[[ Source information open ]]

#[cfg(test)]
mod tests {
    use super::*;
    use crate::error::ActionError;
    use rstest::rstest;
    use std::sync::atomic::{AtomicBool, AtomicUsize, Ordering};
    use std::time::Duration;

    /// Task fixture: an id, a run counter, and how many times it should fail first.
    struct Job {
        id: usize,
        runs: AtomicUsize,
        fail_first: usize,
    }

    impl Job {
        fn new(id: usize, fail_first: usize) -> Self {
            Self {
                id,
                runs: AtomicUsize::new(0),
                fail_first,
            }
        }
    }

    type Log = Arc<Mutex<Vec<(usize, bool)>>>;

    fn entry(job: Job, order: Log, done: Log) -> Entry<Job> {
        Entry::new(job)
            .with_action_fn(move |job: Arc<Job>| {
                let order = order.clone();
                async move {
                    let run = job.runs.fetch_add(1, Ordering::SeqCst);
                    let ok = run >= job.fail_first;
                    order.lock().unwrap().push((job.id, ok));
                    if ok {
                        Ok(())
                    } else {
                        Err(ActionError::new(format!("job {} run {run}", job.id)))
                    }
                }
            })
            .with_on_complete(move |job: &Job, ok| done.lock().unwrap().push((job.id, ok)))
    }

    fn log() -> Log {
        Arc::new(Mutex::new(Vec::new()))
    }

    #[tokio::test]
    async fn ordered_runs_entries_in_submission_order() {
        let group = Group::new("g", Discipline::Ordered);
        let (order, done) = (log(), log());
        for id in 0..10 {
            group.push(entry(Job::new(id, 0), order.clone(), done.clone()));
        }

        let report = group.drain_ordered().await.unwrap();

        let ids: Vec<usize> = order.lock().unwrap().iter().map(|(id, _)| *id).collect();
        assert_eq!(ids, (0..10).collect::<Vec<_>>());
        assert_eq!(report.succeeded, 10);
        assert!(!report.halted);
        assert_eq!(group.pending(), 0);
        assert!(group.last_drain_at().is_some());
    }

    #[rstest]
    #[case(0)]
    #[case(1)]
    #[case(4)]
    #[tokio::test]
    async fn ordered_retries_k_times_then_reports_failure(#[case] k: usize) {
        let group = Group::new("g", Discipline::Ordered);
        let runs = Arc::new(AtomicUsize::new(0));
        let approvals = Arc::new(AtomicUsize::new(0));
        let done = log();

        let counted = runs.clone();
        let sink = done.clone();
        let granted = approvals.clone();
        group.push(
            Entry::new(Job::new(1, usize::MAX))
                .with_action_fn(move |_: Arc<Job>| {
                    counted.fetch_add(1, Ordering::SeqCst);
                    async { Err(ActionError::new("always")) }
                })
                .with_retry(move |_: &Job| granted.fetch_add(1, Ordering::SeqCst) < k)
                .with_on_complete(move |job: &Job, ok| sink.lock().unwrap().push((job.id, ok))),
        );

        let report = group.drain_ordered().await.unwrap();

        assert_eq!(runs.load(Ordering::SeqCst), k + 1);
        assert_eq!(*done.lock().unwrap(), vec![(1, false)]);
        assert_eq!(report.retried, k);
        assert_eq!(report.failed, 1);
        assert!(report.halted);
        assert_eq!(group.pending(), 0);
    }

    #[tokio::test]
    async fn ordered_halts_on_terminal_failure_and_keeps_the_rest() {
        let group = Group::new("g", Discipline::Ordered);
        let (order, done) = (log(), log());
        group.push(entry(Job::new(1, 0), order.clone(), done.clone()));
        group.push(entry(Job::new(2, usize::MAX), order.clone(), done.clone()));
        group.push(entry(Job::new(3, 0), order.clone(), done.clone()));

        let report = group.drain_ordered().await.unwrap();

        assert_eq!(*order.lock().unwrap(), vec![(1, true), (2, false)]);
        assert_eq!(*done.lock().unwrap(), vec![(1, true), (2, false)]);
        assert!(report.halted);
        assert_eq!(group.pending(), 1);

        // Entry 3 runs on the next pass; entry 2 is gone.
        group.drain_ordered().await.unwrap();
        assert_eq!(*done.lock().unwrap(), vec![(1, true), (2, false), (3, true)]);
        assert_eq!(group.pending(), 0);
    }

    #[tokio::test]
    async fn ordered_discards_entries_without_action() {
        let group = Group::new("g", Discipline::Ordered);
        let (order, done) = (log(), log());
        group.push(Entry::new(Job::new(0, 0)));
        group.push(entry(Job::new(1, 0), order.clone(), done.clone()));

        let report = group.drain_ordered().await.unwrap();

        assert_eq!(report.discarded, 1);
        assert_eq!(report.succeeded, 1);
        assert_eq!(*done.lock().unwrap(), vec![(1, true)]);
    }

    #[tokio::test]
    async fn ordered_drain_is_skipped_while_another_runs() {
        let group = Arc::new(Group::new("g", Discipline::Ordered));
        let release = Arc::new(tokio::sync::Notify::new());
        let started = Arc::new(tokio::sync::Notify::new());

        let (release_in, started_in) = (release.clone(), started.clone());
        group.push(Entry::new(Job::new(1, 0)).with_action_fn(move |_: Arc<Job>| {
            let (release, started) = (release_in.clone(), started_in.clone());
            async move {
                started.notify_one();
                release.notified().await;
                Ok(())
            }
        }));
        group.push(Entry::new(Job::new(2, 0)).with_action_fn(|_: Arc<Job>| async { Ok(()) }));

        let first = tokio::spawn({
            let group = group.clone();
            async move { group.drain_ordered().await }
        });
        started.notified().await;

        assert!(group.is_draining());
        assert!(group.drain_ordered().await.is_none());

        release.notify_one();
        let report = first.await.unwrap().unwrap();
        assert_eq!(report.succeeded, 2);
        assert!(!group.is_draining());
    }

    #[tokio::test]
    async fn ordered_tight_retry_lets_other_tasks_run() {
        let group = Arc::new(Group::new("stuck", Discipline::Ordered));
        group.push(
            Entry::new(Job::new(1, usize::MAX))
                .with_action_fn(|_: Arc<Job>| async { Err(ActionError::new("always")) })
                .with_retry(|_: &Job| true),
        );

        let stuck = tokio::spawn({
            let group = group.clone();
            async move { group.drain_ordered().await }
        });
        let other = tokio::spawn(async { 7 });

        let joined = tokio::time::timeout(Duration::from_secs(1), other).await;
        assert_eq!(joined.unwrap().unwrap(), 7);
        assert!(group.is_draining());
        stuck.abort();
    }

    #[tokio::test(flavor = "multi_thread", worker_threads = 4)]
    async fn ordered_drains_never_overlap() {
        let group = Arc::new(Group::new("g", Discipline::Ordered));
        let inside = Arc::new(AtomicUsize::new(0));
        let overlapped = Arc::new(AtomicBool::new(false));

        for _ in 0..40 {
            let (inside, overlapped) = (inside.clone(), overlapped.clone());
            group.push(Entry::new(Job::new(0, 0)).with_action_fn(move |_: Arc<Job>| {
                let (inside, overlapped) = (inside.clone(), overlapped.clone());
                async move {
                    if inside.fetch_add(1, Ordering::SeqCst) != 0 {
                        overlapped.store(true, Ordering::SeqCst);
                    }
                    tokio::time::sleep(Duration::from_millis(1)).await;
                    inside.fetch_sub(1, Ordering::SeqCst);
                    Ok(())
                }
            }));
        }

        let drains: Vec<_> = (0..8)
            .map(|_| {
                let group = group.clone();
                tokio::spawn(async move { group.drain_ordered().await })
            })
            .collect();
        let mut succeeded = 0;
        for drain in drains {
            if let Some(report) = drain.await.unwrap() {
                succeeded += report.succeeded;
            }
        }

        assert!(!overlapped.load(Ordering::SeqCst));
        assert_eq!(succeeded + group.pending(), 40);
    }

    #[tokio::test]
    async fn randomized_defers_retries_to_the_next_drain() {
        let group = Group::new("r", Discipline::Randomized);
        let (order, done) = (log(), log());
        for id in 0..5 {
            group.push(
                entry(Job::new(id, 1), order.clone(), done.clone()).with_retry(|_: &Job| true),
            );
        }

        let first = group.drain_randomized().await;
        assert_eq!(first.attempted, 5);
        assert_eq!(first.retried, 5);
        assert!(done.lock().unwrap().is_empty());
        assert_eq!(group.pending(), 5);

        let second = group.drain_randomized().await;
        assert_eq!(second.succeeded, 5);
        assert_eq!(group.pending(), 0);

        let mut finished = done.lock().unwrap().clone();
        finished.sort();
        assert_eq!(finished, (0..5).map(|id| (id, true)).collect::<Vec<_>>());
        assert_eq!(order.lock().unwrap().len(), 10);
    }

    #[tokio::test]
    async fn randomized_reports_terminal_failures_and_drops_them() {
        let group = Group::new("r", Discipline::Randomized);
        let (order, done) = (log(), log());
        group.push(entry(Job::new(1, usize::MAX), order.clone(), done.clone()));
        group.push(
            entry(Job::new(2, usize::MAX), order.clone(), done.clone())
                .with_retry(|_: &Job| false),
        );
        group.push(Entry::new(Job::new(3, 0)));

        let report = group.drain_randomized().await;

        assert_eq!(report.failed, 2);
        assert_eq!(report.discarded, 1);
        assert_eq!(group.pending(), 0);
        let mut finished = done.lock().unwrap().clone();
        finished.sort();
        assert_eq!(finished, vec![(1, false), (2, false)]);
    }

    #[tokio::test(flavor = "multi_thread", worker_threads = 4)]
    async fn randomized_runs_batch_concurrently() {
        let group = Group::new("r", Discipline::Randomized);
        let inside = Arc::new(AtomicUsize::new(0));
        let peak = Arc::new(AtomicUsize::new(0));

        for id in 0..6 {
            let (inside, peak) = (inside.clone(), peak.clone());
            group.push(Entry::new(Job::new(id, 0)).with_action_fn(move |_: Arc<Job>| {
                let (inside, peak) = (inside.clone(), peak.clone());
                async move {
                    let now = inside.fetch_add(1, Ordering::SeqCst) + 1;
                    peak.fetch_max(now, Ordering::SeqCst);
                    tokio::time::sleep(Duration::from_millis(50)).await;
                    inside.fetch_sub(1, Ordering::SeqCst);
                    Ok(())
                }
            }));
        }

        let report = group.drain_randomized().await;

        assert_eq!(report.succeeded, 6);
        assert!(peak.load(Ordering::SeqCst) > 1);
    }

    // The swap window: pushes racing the detach must end up either in the
    // running batch or in the fresh queue, never lost.
    #[tokio::test(flavor = "multi_thread", worker_threads = 4)]
    async fn randomized_swap_does_not_lose_concurrent_pushes() {
        let group = Arc::new(Group::new("r", Discipline::Randomized));
        let completed = Arc::new(AtomicUsize::new(0));
        const TOTAL: usize = 400;

        let make = {
            let completed = completed.clone();
            move |id: usize| {
                let completed = completed.clone();
                Entry::new(Job::new(id, 0))
                    .with_action_fn(|_: Arc<Job>| async { Ok(()) })
                    .with_on_complete(move |_: &Job, _| {
                        completed.fetch_add(1, Ordering::SeqCst);
                    })
            }
        };

        let producer = tokio::spawn({
            let group = group.clone();
            async move {
                for id in 0..TOTAL {
                    group.push(make(id));
                    if id % 16 == 0 {
                        tokio::task::yield_now().await;
                    }
                }
            }
        });

        let drainer = tokio::spawn({
            let group = group.clone();
            async move {
                for _ in 0..50 {
                    group.drain_randomized().await;
                    tokio::task::yield_now().await;
                }
            }
        });

        producer.await.unwrap();
        drainer.await.unwrap();
        group.drain_randomized().await;

        assert_eq!(completed.load(Ordering::SeqCst), TOTAL);
        assert_eq!(group.pending(), 0);
    }

    #[tokio::test]
    async fn randomized_retries_queue_behind_new_submissions() {
        let group = Arc::new(Group::new("r", Discipline::Randomized));
        let (order, done) = (log(), log());
        let late_order = order.clone();
        let late_done = done.clone();
        let pusher = group.clone();

        // The first entry pushes a newcomer while the batch is running, then asks for a retry.
        let pushed = Arc::new(AtomicBool::new(false));
        group.push(
            Entry::new(Job::new(1, 1))
                .with_action_fn(move |job: Arc<Job>| {
                    if !pushed.swap(true, Ordering::SeqCst) {
                        pusher.push(entry(Job::new(2, 0), late_order.clone(), late_done.clone()));
                    }
                    async move {
                        if job.runs.fetch_add(1, Ordering::SeqCst) == 0 {
                            Err(ActionError::new("first run"))
                        } else {
                            Ok(())
                        }
                    }
                })
                .with_retry(|_: &Job| true),
        );

        group.drain_randomized().await;
        assert_eq!(group.pending(), 2);

        // Newcomer first, retried entry behind it.
        let queued: Vec<usize> = group
            .detach_queue()
            .drain_all()
            .iter()
            .map(|entry| entry.task().id)
            .collect();
        assert_eq!(queued, vec![2, 1]);
    }

    #[test]
    fn gate_controls_readiness() {
        let group: Group<Job> = Group::new("g", Discipline::Ordered);
        assert!(group.is_ready());
        assert!(!group.has_start_gate());

        let open = Arc::new(AtomicBool::new(false));
        let flag = open.clone();
        let gate: StartGate = Arc::new(move || flag.load(Ordering::SeqCst));
        group.set_start_gate(Some(gate));
        assert!(group.has_start_gate());
        assert!(!group.is_ready());

        open.store(true, Ordering::SeqCst);
        assert!(group.is_ready());

        group.set_start_gate(None);
        assert!(!group.has_start_gate());
    }

    #[tokio::test]
    async fn drain_dispatches_on_discipline() {
        let ordered = Group::new("o", Discipline::Ordered);
        let randomized = Group::new("r", Discipline::Randomized);
        for group in [&ordered, &randomized] {
            group.push(Entry::new(Job::new(0, 0)).with_action_fn(|_: Arc<Job>| async { Ok(()) }));
        }

        assert_eq!(ordered.drain().await.unwrap().succeeded, 1);
        assert_eq!(randomized.drain().await.unwrap().succeeded, 1);
    }
}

[[ Source information closed ]]

* _Problem details_
Scan the entries above, and wherever a line holds the string "Self", copy it.

* _Solution below_
        fn new(id: usize, fail_first: usize) -> Self {
            Self {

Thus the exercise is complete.